Unsealed roads are susceptible to rapid deterioration as a result of loss of wearing course material and damage from water. The severity and frequency of defects - such as corrugations, potholes, rutting and loss of shape - combined with the levels of service commensurate with available resources, sets the maintenance requirements for the unsealed road network.

Brief descriptions of topics listed below are provided, whilst explanatory notes on these topics are provided in the commentaries at the end of the document:

maintenance practices

materials selection

pavement design

pavement construction considerations

performance management.

8.6 Part 7: Pavement Maintenance This part is intended to give the practitioner an overview of current routine maintenance practices for sealed pavements suitable for use by both supervisory and field staff.

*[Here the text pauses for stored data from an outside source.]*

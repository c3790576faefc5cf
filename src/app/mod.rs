//! Application core — pure domain logic, zero I/O.
//!
//! This module contains the decision policy of the ESC node: the
//! safe-start command gate, command routing, and dual-rate telemetry
//! emission. All interaction with hardware and the bus happens through
//! **port traits** defined in [`ports`], keeping this layer fully
//! testable without real peripherals.

pub mod frames;
pub mod gate;
pub mod ports;
pub mod service;
pub mod telemetry;
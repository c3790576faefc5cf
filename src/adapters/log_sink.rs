//! Logging telemetry sink.
//!
//! Stand-in for the bus broadcaster: renders the service's outbound
//! messages onto the `log` facade instead of the wire. Feedback goes out
//! at debug so the base-rate stream does not swamp the serial console;
//! status is info, it fires at most once a second.

use log::{debug, info};

use crate::app::ports::TelemetrySink;
use crate::app::telemetry::{EscStatus, RpmFeedback};

pub struct LogTelemetrySink;

impl LogTelemetrySink {
    pub fn new() -> Self {
        Self
    }
}

impl Default for LogTelemetrySink {
    fn default() -> Self {
        Self::new()
    }
}

impl TelemetrySink for LogTelemetrySink {
    fn publish_feedback(&mut self, msg: &RpmFeedback) {
        debug!("FB | esc={} rpm={}", msg.esc_index, msg.rpm);
    }

    fn publish_status(&mut self, msg: &EscStatus) {
        info!(
            "STATUS | esc={} vbus={:.2}V current={:.2}A power={}% errors={} temp={:.1}K",
            msg.esc_index,
            msg.voltage,
            msg.current,
            msg.power_rating_pct,
            msg.error_count,
            msg.temperature_k,
        );
    }
}
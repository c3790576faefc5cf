//! Node configuration parameters.
//!
//! All tunable parameters for the ESC node. Values can be overridden via
//! NVS (non-volatile storage) at boot; ranges mirror the bus parameter
//! registry so a value accepted over the bus is a value the node can run.

use serde::{Deserialize, Serialize};

use crate::app::ports::ConfigError;

/// Core node configuration, read once at start-up.
#[derive(Debug, Clone, PartialEq, Serialize, Deserialize)]
pub struct NodeConfig {
    // --- Telemetry ---
    /// Base publish tick period (milliseconds). Drives RPM feedback
    /// directly; status is throttled to ~1 Hz independently.
    pub publish_period_ms: u32,

    // --- Addressing ---
    /// This node's channel position in multi-ESC command frames (0-15).
    pub esc_index: u8,

    // --- Command handling ---
    /// Time-to-live attached to every accepted command (milliseconds).
    /// The motor driver auto-stops when it expires without a refresh.
    pub command_ttl_ms: u32,
    /// Highest duty cycle a command may carry and still start a stopped
    /// motor (0.01-1.0). Commands above it are honoured only while the
    /// motor is already spinning.
    pub max_duty_to_start: f32,
}

impl Default for NodeConfig {
    fn default() -> Self {
        Self {
            publish_period_ms: 40, // 25 Hz feedback
            esc_index: 0,
            command_ttl_ms: 200,
            max_duty_to_start: 1.0, // gate disabled unless tuned down
        }
    }
}

impl NodeConfig {
    /// Range-check every field. Invalid values are rejected, not clamped,
    /// so a bad blob from storage or the bus can never loosen the
    /// safe-start gate or starve the TTL watchdog.
    pub fn validate(&self) -> Result<(), ConfigError> {
        if !(1..=100).contains(&self.publish_period_ms) {
            return Err(ConfigError::ValidationFailed(
                "publish_period_ms must be 1-100",
            ));
        }
        if self.esc_index > 15 {
            return Err(ConfigError::ValidationFailed("esc_index must be 0-15"));
        }
        if !(100..=5000).contains(&self.command_ttl_ms) {
            return Err(ConfigError::ValidationFailed(
                "command_ttl_ms must be 100-5000",
            ));
        }
        if !(0.01..=1.0).contains(&self.max_duty_to_start) {
            return Err(ConfigError::ValidationFailed(
                "max_duty_to_start must be 0.01-1.0",
            ));
        }
        Ok(())
    }
}

#[cfg(test)]
mod tests {
    use super::*;

    #[test]
    fn default_config_is_sane() {
        let c = NodeConfig::default();
        assert!(c.validate().is_ok());
        assert!(c.publish_period_ms > 0 && c.publish_period_ms <= 100);
        assert!(c.esc_index <= 15);
        assert!(c.command_ttl_ms >= 100);
        assert!(c.max_duty_to_start > 0.0 && c.max_duty_to_start <= 1.0);
    }

    #[test]
    fn serde_roundtrip() {
        let c = NodeConfig {
            esc_index: 3,
            ..Default::default()
        };
        let json = serde_json::to_string(&c).unwrap();
        let c2: NodeConfig = serde_json::from_str(&json).unwrap();
        assert_eq!(c2.esc_index, 3);
        assert_eq!(c2.publish_period_ms, c.publish_period_ms);
        assert!((c2.max_duty_to_start - c.max_duty_to_start).abs() < 0.001);
    }

    #[test]
    fn postcard_roundtrip() {
        let c = NodeConfig::default();
        let bytes = postcard::to_allocvec(&c).unwrap();
        let c2: NodeConfig = postcard::from_bytes(&bytes).unwrap();
        assert_eq!(c.command_ttl_ms, c2.command_ttl_ms);
        assert!((c.max_duty_to_start - c2.max_duty_to_start).abs() < 0.001);
    }

    #[test]
    fn rejects_period_out_of_range() {
        let c = NodeConfig {
            publish_period_ms: 0,
            ..Default::default()
        };
        assert!(matches!(
            c.validate(),
            Err(ConfigError::ValidationFailed(_))
        ));
        let c = NodeConfig {
            publish_period_ms: 101,
            ..Default::default()
        };
        assert!(c.validate().is_err());
    }

    #[test]
    fn rejects_index_over_15() {
        let c = NodeConfig {
            esc_index: 16,
            ..Default::default()
        };
        assert!(c.validate().is_err());
    }

    #[test]
    fn rejects_short_ttl() {
        let c = NodeConfig {
            command_ttl_ms: 99,
            ..Default::default()
        };
        assert!(c.validate().is_err());
    }

    #[test]
    fn rejects_zero_start_ceiling() {
        let c = NodeConfig {
            max_duty_to_start: 0.0,
            ..Default::default()
        };
        assert!(matches!(
            c.validate(),
            Err(ConfigError::ValidationFailed(msg)) if msg.contains("max_duty_to_start")
        ));
    }
}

It outlines the general aspects involved in pavement maintenance. The information outlined has been adapted from the practices of Australian road authorities but owing to differences in geology, topography, climatic conditions and traffic volumes, it may vary according to local conditions.

This publication should be read in conjunction with Part 5: Pavement Evaluation and Treatment Design (Austroads 2008), which covers periodic maintenance and pavement rehabilitation. The maintenance of unsealed pavements is addressed in Part 6: Unsealed Pavements (Austroads 2009f).

Roads are designed to varying standards and built from natural or processed materials to meet the needs of the communities they serve. Like all other structures they are subject to deterioration which commences as each part of a road is completed. If the facility is to give the standard of service for which it was designed, maintenance must begin as soon as construction ends.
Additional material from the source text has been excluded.